-------- DATA EXTRACT --------

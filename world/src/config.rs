//! Tunable level layout and pacing.
//!
//! Every section has a `Default` matching the shipped level, and the whole
//! configuration deserializes with `serde` so adapters can override any subset
//! of it from a TOML file.

use std::time::Duration;

use district_siege_core::{
    CheckpointId, CheckpointSpec, District, DistrictId, Perimeter, CHECKPOINT_COUNT,
    DISTRICT_COUNT, DISTRICT_ENEMY_CAP,
};
use district_siege_system_spawning as spawning;
use district_siege_system_storm::{self as storm, DamageScaling};
use glam::Vec3;
use serde::Deserialize;
use thiserror::Error;

/// Complete description of a level.
#[derive(Clone, Debug, PartialEq, Deserialize)]
#[serde(default)]
pub struct LevelConfig {
    /// Combat districts in the order they are fought.
    pub districts: Vec<District>,
    /// Checkpoints in sequence order.
    pub checkpoints: Vec<CheckpointSpec>,
    /// Center of the storm's safe zone.
    pub storm_center: Vec3,
    /// Location of the captive.
    pub rescue_position: Vec3,
    /// Offsets from the player at which allies appear; one ally per entry.
    pub ally_offsets: Vec<Vec3>,
    /// Wave composition and pacing.
    pub spawn: SpawnTuning,
    /// Storm geometry and damage.
    pub storm: StormTuning,
    /// Delays and rewards between phases.
    pub pacing: PacingTuning,
}

impl Default for LevelConfig {
    fn default() -> Self {
        Self {
            districts: vec![
                District::new(
                    DistrictId::new(0),
                    "Market Quarter",
                    Vec3::new(0.0, 0.0, -40.0),
                    Perimeter::new(-20.0, -60.0, 20.0, -20.0),
                    DISTRICT_ENEMY_CAP,
                ),
                District::new(
                    DistrictId::new(1),
                    "Harbor Quarter",
                    Vec3::new(60.0, 0.0, -40.0),
                    Perimeter::new(40.0, -60.0, 80.0, -20.0),
                    DISTRICT_ENEMY_CAP,
                ),
                District::new(
                    DistrictId::new(2),
                    "Old Town",
                    Vec3::new(60.0, 0.0, 40.0),
                    Perimeter::new(40.0, 20.0, 80.0, 60.0),
                    DISTRICT_ENEMY_CAP,
                ),
            ],
            checkpoints: vec![
                checkpoint(0, "Staging Yard", Vec3::new(0.0, 0.0, 0.0)),
                checkpoint(1, "Market Gate", Vec3::new(0.0, 0.0, -15.0)),
                checkpoint(2, "Harbor Gate", Vec3::new(35.0, 0.0, -40.0)),
                checkpoint(3, "Old Town Gate", Vec3::new(60.0, 0.0, 15.0)),
                checkpoint(4, "Storm Eye", Vec3::new(30.0, 0.0, 20.0)),
            ],
            storm_center: Vec3::new(30.0, 0.0, 20.0),
            rescue_position: Vec3::new(32.0, 0.0, 24.0),
            ally_offsets: vec![Vec3::new(2.0, 0.0, 2.0), Vec3::new(-2.0, 0.0, 2.0)],
            spawn: SpawnTuning::default(),
            storm: StormTuning::default(),
            pacing: PacingTuning::default(),
        }
    }
}

impl LevelConfig {
    /// Default layout with every presentation delay removed.
    #[must_use]
    pub fn instant() -> Self {
        Self {
            spawn: SpawnTuning {
                stagger_ms: 0,
                ..SpawnTuning::default()
            },
            pacing: PacingTuning {
                advance_delay_ms: 0,
                settle_delay_ms: 0,
                rescue_fallback_ms: 0,
                ..PacingTuning::default()
            },
            ..Self::default()
        }
    }

    /// Checks the structural requirements the level relies on.
    pub fn validate(&self) -> Result<(), ConfigError> {
        if self.districts.len() != DISTRICT_COUNT {
            return Err(ConfigError::DistrictCount {
                expected: DISTRICT_COUNT,
                found: self.districts.len(),
            });
        }
        if self.checkpoints.len() != CHECKPOINT_COUNT {
            return Err(ConfigError::CheckpointCount {
                expected: CHECKPOINT_COUNT,
                found: self.checkpoints.len(),
            });
        }

        for (position, district) in self.districts.iter().enumerate() {
            if district.id().index() != position {
                return Err(ConfigError::DistrictOrder {
                    position,
                    id: district.id().get(),
                });
            }
        }
        for (position, checkpoint) in self.checkpoints.iter().enumerate() {
            if checkpoint.id.index() != position {
                return Err(ConfigError::CheckpointOrder {
                    position,
                    id: checkpoint.id.get(),
                });
            }
        }

        for district in &self.districts {
            let cap = district.enemy_cap();
            if cap == 0 {
                return Err(ConfigError::EmptyDistrict {
                    district: district.id().get(),
                });
            }
            if self.spawn.wave_size < cap {
                return Err(ConfigError::WaveBelowCap {
                    district: district.id().get(),
                    wave_size: self.spawn.wave_size,
                    cap,
                });
            }
        }

        if !(self.storm.final_radius < self.storm.initial_radius) {
            return Err(ConfigError::StormRadii {
                initial: self.storm.initial_radius,
                final_radius: self.storm.final_radius,
            });
        }
        if !(self.storm.tick_rate > 0.0) {
            return Err(ConfigError::TickRate(self.storm.tick_rate));
        }

        Ok(())
    }
}

/// Structural problems detected in a [`LevelConfig`].
#[derive(Clone, Debug, Error, PartialEq)]
pub enum ConfigError {
    /// The level needs exactly [`DISTRICT_COUNT`] districts.
    #[error("expected {expected} districts, found {found}")]
    DistrictCount {
        /// Districts the level needs.
        expected: usize,
        /// Districts present in the configuration.
        found: usize,
    },
    /// The level needs exactly [`CHECKPOINT_COUNT`] checkpoints.
    #[error("expected {expected} checkpoints, found {found}")]
    CheckpointCount {
        /// Checkpoints the level needs.
        expected: usize,
        /// Checkpoints present in the configuration.
        found: usize,
    },
    /// A district is listed out of order.
    #[error("district listed at position {position} carries id {id}")]
    DistrictOrder {
        /// Position within the list.
        position: usize,
        /// Identifier the entry carries.
        id: u32,
    },
    /// A checkpoint is listed out of order.
    #[error("checkpoint listed at position {position} carries id {id}")]
    CheckpointOrder {
        /// Position within the list.
        position: usize,
        /// Identifier the entry carries.
        id: u32,
    },
    /// A district fields no enemies and could never be cleared.
    #[error("district {district} has an enemy cap of zero")]
    EmptyDistrict {
        /// Identifier of the district.
        district: u32,
    },
    /// Waves are too small to exhaust a district's allotment.
    #[error("wave size {wave_size} is below the enemy cap {cap} of district {district}")]
    WaveBelowCap {
        /// Identifier of the district.
        district: u32,
        /// Configured wave size.
        wave_size: u32,
        /// Enemy cap of the district.
        cap: u32,
    },
    /// The storm would not shrink.
    #[error("storm final radius {final_radius} must be below initial radius {initial}")]
    StormRadii {
        /// Configured initial radius.
        initial: f32,
        /// Configured final radius.
        final_radius: f32,
    },
    /// The nominal frame rate must be positive.
    #[error("storm tick rate must be positive, found {0}")]
    TickRate(f32),
}

/// Wave composition and pacing.
#[derive(Clone, Copy, Debug, PartialEq, Eq, Deserialize)]
#[serde(default)]
pub struct SpawnTuning {
    /// Enemies requested per wave before the district cap applies.
    pub wave_size: u32,
    /// Delay between consecutive releases within a wave.
    pub stagger_ms: u64,
    /// Seed of the placement generator.
    pub rng_seed: u64,
}

impl Default for SpawnTuning {
    fn default() -> Self {
        Self {
            wave_size: DISTRICT_ENEMY_CAP,
            stagger_ms: 800,
            rng_seed: 0x5d15_7a1c_7e55_0005,
        }
    }
}

impl SpawnTuning {
    pub(crate) fn to_config(self, ground_offset: f32) -> spawning::Config {
        spawning::Config::new(
            self.wave_size,
            Duration::from_millis(self.stagger_ms),
            ground_offset,
            self.rng_seed,
        )
    }
}

/// Storm geometry and damage.
#[derive(Clone, Copy, Debug, PartialEq, Deserialize)]
#[serde(default)]
pub struct StormTuning {
    /// Safe-zone radius when the storm starts.
    pub initial_radius: f32,
    /// Radius at which the final countdown begins.
    pub final_radius: f32,
    /// Nominal shrink duration before the speed factor applies.
    pub shrink_duration_seconds: f32,
    /// Multiplier applied to the per-frame shrink.
    pub speed_factor: f32,
    /// Frame rate the per-frame quantities assume.
    pub tick_rate: f32,
    /// Damage owed per second outside the safe zone.
    pub damage_per_second: f32,
    /// Length of the final countdown.
    pub countdown_ms: u64,
    /// Scale boundary damage by frame time instead of charging a fixed quantum per frame.
    pub frame_rate_independent_damage: bool,
}

impl Default for StormTuning {
    fn default() -> Self {
        let defaults = storm::Config::default();
        Self {
            initial_radius: defaults.initial_radius,
            final_radius: defaults.final_radius,
            shrink_duration_seconds: defaults.shrink_duration_seconds,
            speed_factor: defaults.speed_factor,
            tick_rate: defaults.tick_rate,
            damage_per_second: defaults.damage_per_second,
            countdown_ms: 7_000,
            frame_rate_independent_damage: false,
        }
    }
}

impl StormTuning {
    pub(crate) fn to_config(self) -> storm::Config {
        storm::Config {
            initial_radius: self.initial_radius,
            final_radius: self.final_radius,
            shrink_duration_seconds: self.shrink_duration_seconds,
            speed_factor: self.speed_factor,
            tick_rate: self.tick_rate,
            damage_per_second: self.damage_per_second,
            countdown: Duration::from_millis(self.countdown_ms),
            damage_scaling: if self.frame_rate_independent_damage {
                DamageScaling::Elapsed
            } else {
                DamageScaling::PerFrame
            },
        }
    }
}

/// Delays and rewards between phases.
#[derive(Clone, Copy, Debug, PartialEq, Deserialize)]
#[serde(default)]
pub struct PacingTuning {
    /// Delay between clearing a district and its successor's wave.
    pub advance_delay_ms: u64,
    /// Delay between the storm ending and the rescue opening.
    pub settle_delay_ms: u64,
    /// Delay before completing the level when the rescue target failed to load.
    pub rescue_fallback_ms: u64,
    /// Share of maximum health restored when a district is cleared.
    pub heal_fraction: f32,
    /// How long presenter messages stay visible.
    pub message_ms: u64,
    /// Height enemies spawn at.
    pub ground_offset: f32,
}

impl Default for PacingTuning {
    fn default() -> Self {
        Self {
            advance_delay_ms: 3_000,
            settle_delay_ms: 6_000,
            rescue_fallback_ms: 4_000,
            heal_fraction: 0.5,
            message_ms: 3_000,
            ground_offset: 0.0,
        }
    }
}

impl PacingTuning {
    pub(crate) fn advance_delay(&self) -> Duration {
        Duration::from_millis(self.advance_delay_ms)
    }

    pub(crate) fn settle_delay(&self) -> Duration {
        Duration::from_millis(self.settle_delay_ms)
    }

    pub(crate) fn rescue_fallback(&self) -> Duration {
        Duration::from_millis(self.rescue_fallback_ms)
    }

    pub(crate) fn message_duration(&self) -> Duration {
        Duration::from_millis(self.message_ms)
    }
}

fn checkpoint(id: u32, name: &str, position: Vec3) -> CheckpointSpec {
    CheckpointSpec {
        id: CheckpointId::new(id),
        name: name.to_owned(),
        position,
    }
}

--------

YOUR ASSIGNMENT: In the entries above, find the line holding "pub fn validate(&self)" and the line holding "if !(self.storm.tick_rate >"; print both of them and every line between, exactly, and nothing else.

RESULT FOR THIS TASK:
    pub fn validate(&self) -> Result<(), ConfigError> {
        if self.districts.len() != DISTRICT_COUNT {
            return Err(ConfigError::DistrictCount {
                expected: DISTRICT_COUNT,
                found: self.districts.len(),
            });
        }
        if self.checkpoints.len() != CHECKPOINT_COUNT {
            return Err(ConfigError::CheckpointCount {
                expected: CHECKPOINT_COUNT,
                found: self.checkpoints.len(),
            });
        }

        for (position, district) in self.districts.iter().enumerate() {
            if district.id().index() != position {
                return Err(ConfigError::DistrictOrder {
                    position,
                    id: district.id().get(),
                });
            }
        }
        for (position, checkpoint) in self.checkpoints.iter().enumerate() {
            if checkpoint.id.index() != position {
                return Err(ConfigError::CheckpointOrder {
                    position,
                    id: checkpoint.id.get(),
                });
            }
        }

        for district in &self.districts {
            let cap = district.enemy_cap();
            if cap == 0 {
                return Err(ConfigError::EmptyDistrict {
                    district: district.id().get(),
                });
            }
            if self.spawn.wave_size < cap {
                return Err(ConfigError::WaveBelowCap {
                    district: district.id().get(),
                    wave_size: self.spawn.wave_size,
                    cap,
                });
            }
        }

        if !(self.storm.final_radius < self.storm.initial_radius) {
            return Err(ConfigError::StormRadii {
                initial: self.storm.initial_radius,
                final_radius: self.storm.final_radius,
            });
        }
        if !(self.storm.tick_rate > 0.0) {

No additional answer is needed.